Exercise prompt - Tally up the lines below that contain the word "display" and give the total alone.

Dataset excerpts -
__________
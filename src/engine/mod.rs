//! SQL engine boundary: CSV/TSV file in, result frame out.

use std::path::Path;

use anyhow::{bail, Context, Result};
use polars::prelude::*;
use polars::sql::SQLContext;

/// Table name the input file is registered under.
pub const TABLE_NAME: &str = "df";

/// Load `path` with the given separator and execute `sql` against it.
pub fn run_query(path: &Path, sep: &str, sql: &str) -> Result<DataFrame> {
    if !path.exists() {
        bail!("Input file not found: {}", path.display());
    }
    let separator = parse_separator(sep)?;

    let frame = LazyCsvReader::new(path)
        .with_has_header(true)
        .with_separator(separator)
        .with_encoding(CsvEncoding::LossyUtf8)
        .with_try_parse_dates(true)
        .with_infer_schema_length(Some(100))
        .finish()
        .with_context(|| format!("Failed to read {}", path.display()))?;

    let mut ctx = SQLContext::new();
    ctx.register(TABLE_NAME, frame);
    let df = ctx
        .execute(sql)
        .with_context(|| format!("Query failed: {}", sql))?
        .collect()?;
    Ok(df)
}

/// The engine takes a single-byte separator; `\t` may be spelled out.
fn parse_separator(sep: &str) -> Result<u8> {
    if sep == "\\t" {
        return Ok(b'\t');
    }
    match sep.as_bytes() {
        [b] => Ok(*b),
        _ => bail!("Invalid separator (one byte expected): {:?}", sep),
    }
}

#[cfg(test)]
mod tests {
    use super::*;

    #[test]
    fn separator_accepts_single_byte_and_escaped_tab() {
        assert_eq!(parse_separator(",").unwrap(), b',');
        assert_eq!(parse_separator("\\t").unwrap(), b'\t');
        assert_eq!(parse_separator("\t").unwrap(), b'\t');
        assert!(parse_separator("").is_err());
        assert!(parse_separator("ab").is_err());
    }
}
//! Private-environment lifecycle against a sandboxed root.

use std::ffi::OsString;

use anyhow::Result;
use csvql::env::{launch, provision, EnvDescriptor};

#[test]
fn prober_reports_outside_for_foreign_root() -> Result<()> {
    let dir = tempfile::tempdir()?;
    let env = EnvDescriptor::new(dir.path().join("env"));
    // Root does not even exist yet; the prober must bias toward false.
    assert!(!env.is_active());

    provision::ensure_provisioned(&env, false)?;
    // Exists now, but this test binary does not run from inside it.
    assert!(!env.is_active());
    Ok(())
}

#[test]
fn provisioning_creates_then_reuses_the_root() -> Result<()> {
    let dir = tempfile::tempdir()?;
    let env = EnvDescriptor::new(dir.path().join("env"));

    let created = provision::ensure_provisioned(&env, false)?;
    assert!(created);
    assert!(env.entry_point().exists());
    assert!(env.manifest_path().exists());

    let manifest = std::fs::read_to_string(env.manifest_path())?;
    assert!(manifest.contains("csvql"));
    assert!(manifest.contains("polars"));

    // Second run reuses the environment instead of recreating it.
    let created_again = provision::ensure_provisioned(&env, false)?;
    assert!(!created_again);
    assert!(env.entry_point().exists());
    Ok(())
}

#[cfg(unix)]
#[test]
fn staged_entry_point_is_executable() -> Result<()> {
    use std::os::unix::fs::PermissionsExt;

    let dir = tempfile::tempdir()?;
    let env = EnvDescriptor::new(dir.path().join("env"));
    provision::ensure_provisioned(&env, false)?;

    let mode = std::fs::metadata(env.entry_point())?.permissions().mode();
    assert_ne!(mode & 0o111, 0, "entry point should be executable");
    Ok(())
}

#[test]
fn launcher_refuses_without_entry_point() -> Result<()> {
    let dir = tempfile::tempdir()?;
    let env = EnvDescriptor::new(dir.path().join("env"));

    // Never provisioned: the launcher must fail before attempting any
    // process replacement (otherwise this test would not be running).
    let argv = vec![OsString::from("shots.csv")];
    let err = launch::reexec(&env, &argv).unwrap_err();
    assert!(err.to_string().contains("--init"), "got: {err}");
    Ok(())
}
//! Plain-text extraction from rendered HTML: tag stripping, reading time,
//! and meta-description excerpts.

use std::sync::LazyLock;

use regex::Regex;
use scraper::{Html, Node};

/// Reading speed used for the estimate.
pub const WORDS_PER_MINUTE: usize = 200;

/// Elements whose boundaries separate words.
const BLOCK_ELEMENTS: &[&str] = &[
    "p", "div", "br", "li", "ul", "ol", "h1", "h2", "h3", "h4", "h5", "h6", "tr", "td", "th",
    "section", "article", "blockquote", "figure", "figcaption", "pre", "hr",
];

/// Elements whose text is never visible.
const HIDDEN_ELEMENTS: &[&str] = &["script", "style", "noscript", "template"];

static WHITESPACE_RE: LazyLock<Regex> =
    LazyLock::new(|| Regex::new(r"\s+").expect("whitespace regex"));

/// Trailing "read more" marker WordPress appends to generated excerpts.
static MORE_MARKER_RE: LazyLock<Regex> =
    LazyLock::new(|| Regex::new(r"\s*\[(?:…|\.\.\.)\]\s*$").expect("more marker regex"));

/// Visible text of an HTML fragment, entities decoded and whitespace collapsed.
pub fn strip_tags(html: &str) -> String {
    let fragment = Html::parse_fragment(html);
    let mut out = String::with_capacity(html.len());

    for node in fragment.root_element().descendants() {
        match node.value() {
            Node::Element(el) if BLOCK_ELEMENTS.contains(&el.name()) => out.push(' '),
            Node::Text(text) => {
                let hidden = node.ancestors().any(|a| {
                    a.value()
                        .as_element()
                        .is_some_and(|el| HIDDEN_ELEMENTS.contains(&el.name()))
                });
                if !hidden {
                    out.push_str(text);
                }
            }
            _ => {}
        }
    }

    WHITESPACE_RE.replace_all(&out, " ").trim().to_string()
}

/// Number of whitespace-separated words in the visible text of `html`.
pub fn word_count(html: &str) -> usize {
    strip_tags(html).split_whitespace().count()
}

/// Estimated reading time in whole minutes, never less than 1.
pub fn estimate_reading_time(html: &str) -> u32 {
    let words = word_count(html);
    let minutes = (words as f64 / WORDS_PER_MINUTE as f64).round() as u32;
    minutes.max(1)
}

/// Human-readable form of [`estimate_reading_time`] (e.g. `"4 min"`).
pub fn format_reading_time(minutes: u32) -> String {
    format!("{minutes} min")
}

/// Plain-text excerpt of at most `max_chars` characters, cut on a word boundary.
///
/// Used for meta descriptions. The WordPress `[…]` marker is dropped and an
/// ellipsis is appended when the text had to be shortened.
pub fn excerpt_text(html: &str, max_chars: usize) -> String {
    let text = strip_tags(html);
    let text = MORE_MARKER_RE.replace(&text, "");

    if text.chars().count() <= max_chars {
        return text.into_owned();
    }

    let budget = max_chars.saturating_sub(1);
    let cut: String = text.chars().take(budget).collect();
    let cut = match cut.rfind(char::is_whitespace) {
        Some(idx) if idx > 0 => &cut[..idx],
        _ => cut.as_str(),
    };
    format!("{}…", cut.trim_end_matches([',', ';', ':', ' ']))
}

#[cfg(test)]
mod tests {
    use super::*;

    #[test]
    fn strip_tags_keeps_visible_text() {
        let html = "<p>Hello <strong>world</strong></p><p>Second&nbsp;line &amp; more</p>";
        assert_eq!(strip_tags(html), "Hello world Second line & more");
    }

    #[test]
    fn strip_tags_drops_scripts_and_styles() {
        let html = "<p>Visible</p><script>var tracking = 1;</script><style>p{}</style>";
        assert_eq!(strip_tags(html), "Visible");
    }

    #[test]
    fn strip_tags_separates_blocks() {
        assert_eq!(strip_tags("<li>one</li><li>two</li>"), "one two");
    }

    #[test]
    fn reading_time_is_at_least_one() {
        assert_eq!(estimate_reading_time(""), 1);
        assert_eq!(estimate_reading_time("<p>Short.</p>"), 1);
    }

    #[test]
    fn reading_time_rounds_to_nearest_minute() {
        let words = |n: usize| format!("<p>{}</p>", vec!["mot"; n].join(" "));
        assert_eq!(estimate_reading_time(&words(200)), 1);
        assert_eq!(estimate_reading_time(&words(299)), 1);
        assert_eq!(estimate_reading_time(&words(300)), 2);
        assert_eq!(estimate_reading_time(&words(1000)), 5);
    }

    #[test]
    fn reading_time_is_monotonic() {
        let mut previous = 0;
        for n in (0..3000).step_by(37) {
            let html = format!("<p>{}</p>", vec!["mot"; n].join(" "));
            let minutes = estimate_reading_time(&html);
            assert!(minutes >= previous, "{n} words gave {minutes} < {previous}");
            previous = minutes;
        }
    }

    #[test]
    fn reading_time_ignores_markup() {
        let plain = "<p>un deux trois</p>";
        let heavy = r#"<div class="a"><p><a href="/x">un</a> <em>deux</em> trois</p></div>"#;
        assert_eq!(word_count(plain), word_count(heavy));
    }

    #[test]
    fn excerpt_drops_more_marker() {
        let html = "<p>Une levée de fonds record [&hellip;]</p>";
        assert_eq!(excerpt_text(html, 160), "Une levée de fonds record");
    }

    #[test]
    fn excerpt_cuts_on_word_boundary() {
        let html = "<p>Lorem ipsum dolor sit amet, consectetur adipiscing elit</p>";
        let out = excerpt_text(html, 20);
        assert!(out.chars().count() <= 20);
        assert!(out.ends_with('…'));
        assert_eq!(out, "Lorem ipsum dolor…");
    }
}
__________
Answer section - 2